Mi silencio estaba lleno de dolor. Mecí la cabeza, con los bordes de la boca contraídos
hacia arriba amargamente, y dije:
Camino del hospicio, donde el pobre estaba siendo atendido, continué reflexionando por
mi cuenta:
“A un hombre que vive como Belluca ha vivido hasta ahora, es decir una vida imposible,
la cosa más obvia, el incidente más común, cualquier levísimo tropiezo imprevisto, qué sé
yo, con un guijarro en la calle, puede producir efectos extraordinarios, de los cuales nadie
puede dar explicación, si no piensa precisamente que la vida de ese hombre es imposible.
Es necesario llevar la explicación hasta allí y conectarla con esas condiciones de vida
imposibles, y ella aparecerá ahora simple y clara. Quien vea solamente una cola, haciendo
abstracción del monstruo al que pertenece, podrá estimarla por sí misma monstruosa.
Será necesario volver a unirla al monstruo, y ahora no parecerá más tal, sino que debe ser,
perteneciendo a ese monstruo, muy natural”

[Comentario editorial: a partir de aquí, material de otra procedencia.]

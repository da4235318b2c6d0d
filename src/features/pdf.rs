use std::io::Write;

use chrono::{DateTime, FixedOffset};
use flate2::write::ZlibEncoder;
use flate2::Compression;
use lopdf::content::{Content, Operation};
use lopdf::{dictionary, Dictionary, Document, Object, ObjectId, Stream, StringFormat};

use crate::error::{PortalError, PortalResult};

/// Stamp size relative to the signature's native pixel size.
pub const STAMP_SCALE: f64 = 0.3;
/// Distance of the stamp from the right and bottom page edges, in points.
pub const STAMP_MARGIN: f64 = 50.0;
const TEXT_INDENT: f64 = 10.0;
const CAPTION_OFFSET: f64 = 15.0;
const TIMESTAMP_OFFSET: f64 = 27.0;
const CAPTION_SIZE: f64 = 8.0;
const TIMESTAMP_SIZE: f64 = 7.0;
const TEXT_GRAY: f64 = 0.5;

/// Where a stamp lands on one page, in PDF user space.
#[derive(Debug, Clone, Copy, PartialEq)]
pub struct StampPlacement {
    pub x: f64,
    pub y: f64,
    pub width: f64,
    pub height: f64,
}

impl StampPlacement {
    pub fn caption_origin(&self) -> (f64, f64) {
        (self.x + TEXT_INDENT, self.y - CAPTION_OFFSET)
    }

    pub fn timestamp_origin(&self) -> (f64, f64) {
        (self.x + TEXT_INDENT, self.y - TIMESTAMP_OFFSET)
    }
}

/// Bottom-right placement inside `media_box` (`[llx, lly, urx, ury]`).
pub fn stamp_placement(media_box: [f64; 4], image_px: (u32, u32)) -> StampPlacement {
    let width = image_px.0 as f64 * STAMP_SCALE;
    let height = image_px.1 as f64 * STAMP_SCALE;
    StampPlacement {
        x: media_box[2] - STAMP_MARGIN - width,
        y: media_box[1] + STAMP_MARGIN,
        width,
        height,
    }
}

/// Date and time as printed under the caption (`dd/mm/yyyy, HH:MM`).
pub fn format_stamp_timestamp(at: &DateTime<FixedOffset>) -> String {
    at.format("%d/%m/%Y, %H:%M").to_string()
}

/// Stamps `signature_png` with `caption` and `timestamp` on every page of
/// `document` and returns the re-serialized bytes. Existing page content is
/// kept byte for byte; the stamp is appended in its own content streams.
pub fn stamp(
    document: &[u8],
    signature_png: &[u8],
    caption: &str,
    timestamp: &DateTime<FixedOffset>,
) -> PortalResult<Vec<u8>> {
    let mut doc = load_document(document)?;
    let pages: Vec<ObjectId> = doc.get_pages().into_values().collect();
    if pages.is_empty() {
        return Err(PortalError::MalformedDocument("pdf_has_no_pages".into()));
    }

    let (image_id, img_w, img_h) = embed_signature(&mut doc, signature_png)?;
    let font_id = doc.add_object(dictionary! {
        "Type" => "Font",
        "Subtype" => "Type1",
        "BaseFont" => "Helvetica",
        "Encoding" => "WinAnsiEncoding",
    });
    let stamped_at = format_stamp_timestamp(timestamp);

    for page_id in pages {
        let media_box = page_media_box(&doc, page_id)?;
        let placement = stamp_placement(media_box, (img_w, img_h));

        let mut resources = effective_resources(&doc, page_id)?;
        let image_name = {
            let xobjects = ensure_subdict(&doc, &mut resources, b"XObject")?;
            let name = unused_name(xobjects, "ImSig");
            xobjects.set(name.as_str(), image_id);
            name
        };
        let font_name = {
            let fonts = ensure_subdict(&doc, &mut resources, b"Font")?;
            let name = unused_name(fonts, "FSig");
            fonts.set(name.as_str(), font_id);
            name
        };
        {
            let page_dict = doc
                .get_object_mut(page_id)
                .and_then(|o| o.as_dict_mut())
                .map_err(|_| PortalError::MalformedDocument("signature_page_missing_dict".into()))?;
            page_dict.set("Resources", resources);
        }

        let content = stamp_content(&placement, &image_name, &font_name, caption, &stamped_at)?;
        wrap_page_contents(&mut doc, page_id, content)?;
    }

    let mut out = Vec::new();
    doc.save_to(&mut out)
        .map_err(|e| PortalError::MalformedDocument(format!("pdf_save_failed:{e}")))?;
    Ok(out)
}

pub fn page_count(document: &[u8]) -> PortalResult<usize> {
    Ok(load_document(document)?.get_pages().len())
}

fn load_document(bytes: &[u8]) -> PortalResult<Document> {
    Document::load_mem(bytes).map_err(|e| PortalError::MalformedDocument(format!("pdf_parse_failed:{e}")))
}

/// Adds the signature as an RGB image XObject with an 8-bit soft mask.
fn embed_signature(doc: &mut Document, png: &[u8]) -> PortalResult<(ObjectId, u32, u32)> {
    let img = image::load_from_memory_with_format(png, image::ImageFormat::Png)
        .map_err(|e| PortalError::ImageDecode(format!("signature_image_invalid:{e}")))?
        .to_rgba8();
    let (img_w, img_h) = img.dimensions();
    if img_w == 0 || img_h == 0 {
        return Err(PortalError::ImageDecode("signature_image_empty".into()));
    }
    let mut rgb = Vec::with_capacity((img_w * img_h * 3) as usize);
    let mut alpha = Vec::with_capacity((img_w * img_h) as usize);
    for pixel in img.pixels() {
        rgb.push(pixel[0]);
        rgb.push(pixel[1]);
        rgb.push(pixel[2]);
        alpha.push(pixel[3]);
    }

    let smask_stream = Stream::new(
        dictionary! {
            "Type" => "XObject",
            "Subtype" => "Image",
            "Width" => img_w as i64,
            "Height" => img_h as i64,
            "ColorSpace" => "DeviceGray",
            "BitsPerComponent" => 8,
            "Filter" => "FlateDecode",
        },
        deflate(&alpha)?,
    );
    let smask_id = doc.add_object(smask_stream);

    let image_stream = Stream::new(
        dictionary! {
            "Type" => "XObject",
            "Subtype" => "Image",
            "Width" => img_w as i64,
            "Height" => img_h as i64,
            "ColorSpace" => "DeviceRGB",
            "BitsPerComponent" => 8,
            "SMask" => smask_id,
            "Filter" => "FlateDecode",
        },
        deflate(&rgb)?,
    );
    let image_id = doc.add_object(image_stream);
    Ok((image_id, img_w, img_h))
}

fn deflate(raw: &[u8]) -> PortalResult<Vec<u8>> {
    let mut encoder = ZlibEncoder::new(Vec::new(), Compression::default());
    encoder
        .write_all(raw)
        .and_then(|_| encoder.finish())
        .map_err(|e| PortalError::ImageDecode(format!("signature_compress_failed:{e}")))
}

fn stamp_content(
    placement: &StampPlacement,
    image_name: &str,
    font_name: &str,
    caption: &str,
    stamped_at: &str,
) -> PortalResult<Vec<u8>> {
    let (cap_x, cap_y) = placement.caption_origin();
    let (ts_x, ts_y) = placement.timestamp_origin();
    let mut ops = vec![
        Operation::new("q", vec![]),
        Operation::new(
            "cm",
            vec![
                real(placement.width),
                Object::Integer(0),
                Object::Integer(0),
                real(placement.height),
                real(placement.x),
                real(placement.y),
            ],
        ),
        Operation::new("Do", vec![Object::Name(image_name.as_bytes().to_vec())]),
        Operation::new("Q", vec![]),
    ];
    for (text, size, x, y) in [
        (caption, CAPTION_SIZE, cap_x, cap_y),
        (stamped_at, TIMESTAMP_SIZE, ts_x, ts_y),
    ] {
        ops.extend([
            Operation::new("q", vec![]),
            Operation::new("rg", vec![real(TEXT_GRAY), real(TEXT_GRAY), real(TEXT_GRAY)]),
            Operation::new("BT", vec![]),
            Operation::new(
                "Tf",
                vec![Object::Name(font_name.as_bytes().to_vec()), real(size)],
            ),
            Operation::new("Td", vec![real(x), real(y)]),
            Operation::new(
                "Tj",
                vec![Object::String(win_ansi(text), StringFormat::Literal)],
            ),
            Operation::new("ET", vec![]),
            Operation::new("Q", vec![]),
        ]);
    }
    Content { operations: ops }
        .encode()
        .map_err(|e| PortalError::MalformedDocument(format!("signature_content_encode_failed:{e}")))
}

fn real(value: f64) -> Object {
    Object::Real(value as f32)
}

/// Latin-1 subset of WinAnsi; anything else prints as `?`.
fn win_ansi(text: &str) -> Vec<u8> {
    text.chars()
        .map(|c| {
            let code = c as u32;
            if (0x20..0x7f).contains(&code) || (0xa0..=0xff).contains(&code) {
                code as u8
            } else {
                b'?'
            }
        })
        .collect()
}

/// Brackets the page's existing streams in `q ... Q` so any graphics state
/// they leave behind cannot move the stamp, then appends the stamp stream.
fn wrap_page_contents(doc: &mut Document, page_id: ObjectId, stamp: Vec<u8>) -> PortalResult<()> {
    let existing: Vec<Object> = {
        let page_dict = doc
            .get_object(page_id)
            .and_then(|o| o.as_dict())
            .map_err(|_| PortalError::MalformedDocument("signature_page_missing_dict".into()))?;
        match page_dict.get(b"Contents") {
            Ok(Object::Reference(id)) => match doc.get_object(*id) {
                // an indirect array of stream refs
                Ok(Object::Array(items)) => items.clone(),
                _ => vec![Object::Reference(*id)],
            },
            Ok(Object::Array(items)) => items.clone(),
            Ok(_) => {
                return Err(PortalError::MalformedDocument(
                    "signature_page_contents_invalid".into(),
                ))
            }
            Err(_) => Vec::new(),
        }
    };

    let open_id = doc.add_object(Stream::new(dictionary! {}, b"q\n".to_vec()));
    let mut close = b"\nQ\n".to_vec();
    close.extend_from_slice(&stamp);
    let close_id = doc.add_object(Stream::new(dictionary! {}, close));

    let mut contents = Vec::with_capacity(existing.len() + 2);
    contents.push(Object::Reference(open_id));
    contents.extend(existing);
    contents.push(Object::Reference(close_id));

    let page_dict = doc
        .get_object_mut(page_id)
        .and_then(|o| o.as_dict_mut())
        .map_err(|_| PortalError::MalformedDocument("signature_page_missing_dict".into()))?;
    page_dict.set("Contents", Object::Array(contents));
    Ok(())
}

/// Media box of a page, following `Parent` links for inherited boxes.
fn page_media_box(doc: &Document, page_id: ObjectId) -> PortalResult<[f64; 4]> {
    let mut current = Some(page_id);
    while let Some(id) = current {
        let dict = doc
            .get_object(id)
            .and_then(|o| o.as_dict())
            .map_err(|_| PortalError::MalformedDocument("signature_page_missing_dict".into()))?;
        if let Some(media_box) = extract_media_box(doc, dict) {
            return Ok(media_box);
        }
        current = dict.get(b"Parent").and_then(|p| p.as_reference()).ok();
    }
    // Fallback to A4 if metadata is missing.
    Ok([0.0, 0.0, 595.0, 842.0])
}

fn extract_media_box(doc: &Document, dict: &Dictionary) -> Option<[f64; 4]> {
    let raw = dict.get(b"MediaBox").ok()?;
    let resolved = match raw {
        Object::Reference(id) => doc.get_object(*id).ok()?,
        other => other,
    };
    let arr = resolved.as_array().ok()?;
    if arr.len() != 4 {
        return None;
    }
    let llx = obj_to_f64(&arr[0])?;
    let lly = obj_to_f64(&arr[1])?;
    let urx = obj_to_f64(&arr[2])?;
    let ury = obj_to_f64(&arr[3])?;
    Some([llx.min(urx), lly.min(ury), llx.max(urx), lly.max(ury)])
}

fn obj_to_f64(obj: &Object) -> Option<f64> {
    match obj {
        Object::Integer(i) => Some(*i as f64),
        Object::Real(f) => Some((*f).into()),
        _ => None,
    }
}

/// Owned copy of the resources that apply to the page, including ones
/// inherited from the page tree. Shared resource objects are never mutated.
fn effective_resources(doc: &Document, page_id: ObjectId) -> PortalResult<Dictionary> {
    let mut current = Some(page_id);
    while let Some(id) = current {
        let dict = doc
            .get_object(id)
            .and_then(|o| o.as_dict())
            .map_err(|_| PortalError::MalformedDocument("signature_page_missing_dict".into()))?;
        match dict.get(b"Resources") {
            Ok(Object::Dictionary(res)) => return Ok(res.clone()),
            Ok(Object::Reference(res_id)) => {
                return doc
                    .get_object(*res_id)
                    .and_then(|o| o.as_dict())
                    .map(|d| d.clone())
                    .map_err(|_| {
                        PortalError::MalformedDocument("signature_resources_missing_dict".into())
                    })
            }
            Ok(_) => {
                return Err(PortalError::MalformedDocument(
                    "signature_resources_invalid".into(),
                ))
            }
            Err(_) => {}
        }
        current = dict.get(b"Parent").and_then(|p| p.as_reference()).ok();
    }
    Ok(Dictionary::new())
}

/// Makes `key` an inline dictionary inside `res_dict`, resolving an indirect
/// one by copy, and returns it for insertion.
fn ensure_subdict<'a>(
    doc: &Document,
    res_dict: &'a mut Dictionary,
    key: &[u8],
) -> PortalResult<&'a mut Dictionary> {
    let owned = match res_dict.get(key) {
        Ok(Object::Dictionary(dict)) => dict.clone(),
        Ok(Object::Reference(id)) => doc
            .get_object(*id)
            .and_then(|o| o.as_dict())
            .map(|d| d.clone())
            .map_err(|_| PortalError::MalformedDocument("signature_resources_invalid".into()))?,
        Ok(_) => {
            return Err(PortalError::MalformedDocument(
                "signature_resources_invalid".into(),
            ))
        }
        Err(_) => Dictionary::new(),
    };
    res_dict.set(key.to_vec(), Object::Dictionary(owned));
    match res_dict.get_mut(key) {
        Ok(Object::Dictionary(dict)) => Ok(dict),
        _ => Err(PortalError::MalformedDocument("signature_resources_invalid".into())),
    }
}

fn unused_name(dict: &Dictionary, base: &str) -> String {
    if !dict.has(base.as_bytes()) {
        return base.to_string();
    }
    (1..)
        .map(|n| format!("{base}{n}"))
        .find(|candidate| !dict.has(candidate.as_bytes()))
        .unwrap_or_else(|| base.to_string())
}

Era su vecino y, no solamente yo, sino todos los otros inquilinos de la casa se
preguntaban cómo era posible que ese hombre pudiera resistir en esas condiciones de
vida.
Tenía consigo a tres ciegas, la mujer, la suegra y la hermana de la suegra: estas dos,
viejísimas, por cataratas; la otra, la mujer, sin cataratas, ciega pura; párpados como
muros.
Las tres querían ser servidas. Chillaban de la mañana a la noche porque nadie las atendía.
Las dos hijas viudas, acogidas en casa después de la muerte de los maridos, una con
cuatro, la otra con tres hijos, no tenían jamás ni tiempo ni ganas de ocuparse de ellas;
apenas daban alguna ayuda solamente a la madre.
Con la escasa renta de su empleúcho de contable ¿podía Belluca alimentar a todas
aquellas bocas? Se procuraba otro trabajo por la noche, en casa: papeles para copiar. Y
copiaba entre los chillidos endiablados de esas cinco mujeres y de esos siete chicos hasta
que todos ellos, los doce, encontraban lugar en las tres únicas camas de la casa. Camas
amplias, matrimoniales; pero tres.
Finalmente se hacía silencio y Belluca continuaba copiando hasta bien entrada la noche,
hasta que la lapicera se le caía de la mano y los ojos se le cerraban solos.
Y bien, señores: a Belluca, en estas condiciones, le había sucedido un hecho muy natural.
Se reía de los médicos y de los enfermeros y de todos sus colegas que lo creían
enloquecido.
Señores, Belluca se había olvidado desde hacía tantos y tantos años –pero propiamente
olvidado- de que el mundo existía.
Dos noches atrás, habiéndose arrojado a dormir extenuado, en aquel mísero diván, tal
vez por el excesivo cansancio, insólitamente no había logrado conciliar el sueño en forma
inmediata. Y de repente, en el silencio profundo de la noche, había oído, desde lejos,
silbar un tren.
Le había parecido que los oídos, después de tantos años, quién sabe cómo, de repente se
le hubiesen destapado.
Se había mantenido instintivamente bajo la manta que todas las noches se tiraba encima,
y había corrido con el pensamiento detrás de ese tren que se alejaba en la noche.
Estaba, ¡ah! estaba fuera de esa casa horrenda, fuera de todos sus tormentos, estaba el
mundo, tanto, tanto mundo lejano, al cual ese tren se dirigía…Florencia, Boloña, Turín,
Venecia… tantas ciudades, en las cuales él de joven había estado y que ahora,
ciertamente, esa noche centelleaban de luces sobre la tierra. ¡Sí, conocía la vida que se
vivía allí! ¡La vida que en otro tiempo había vivido él también! Y esa vida continuaba; había
continuado siempre, mientras él acá, como una bestia vendada, giraba la barra del molino.
¡No había pensado nunca en ello! El mundo se había cerrado para él, en el tormento de su
casa, en la árida, híspida angustia de su contabilidad… Pero ahora, le volvía a entrar, como
por trasvasación violenta, en el espíritu.
¡Le bastaba!
Iría, apenas repuesto totalmente, a pedir excusas al jefe y retomaría como antes su
contabilidad. Solamente que el jefe, a partir de ahora, no debía pretender demasiado de
él como en el pasado: debía concederle que de tanto en tanto, entre una partida y otra
para registrar, se hiciera una escapada, sí, a Siberia… o más bien, más bien… a las florestas
del Congo:
-Se llega en un instante, señor Cavaliere mío. Ahora que el tren ha silbado.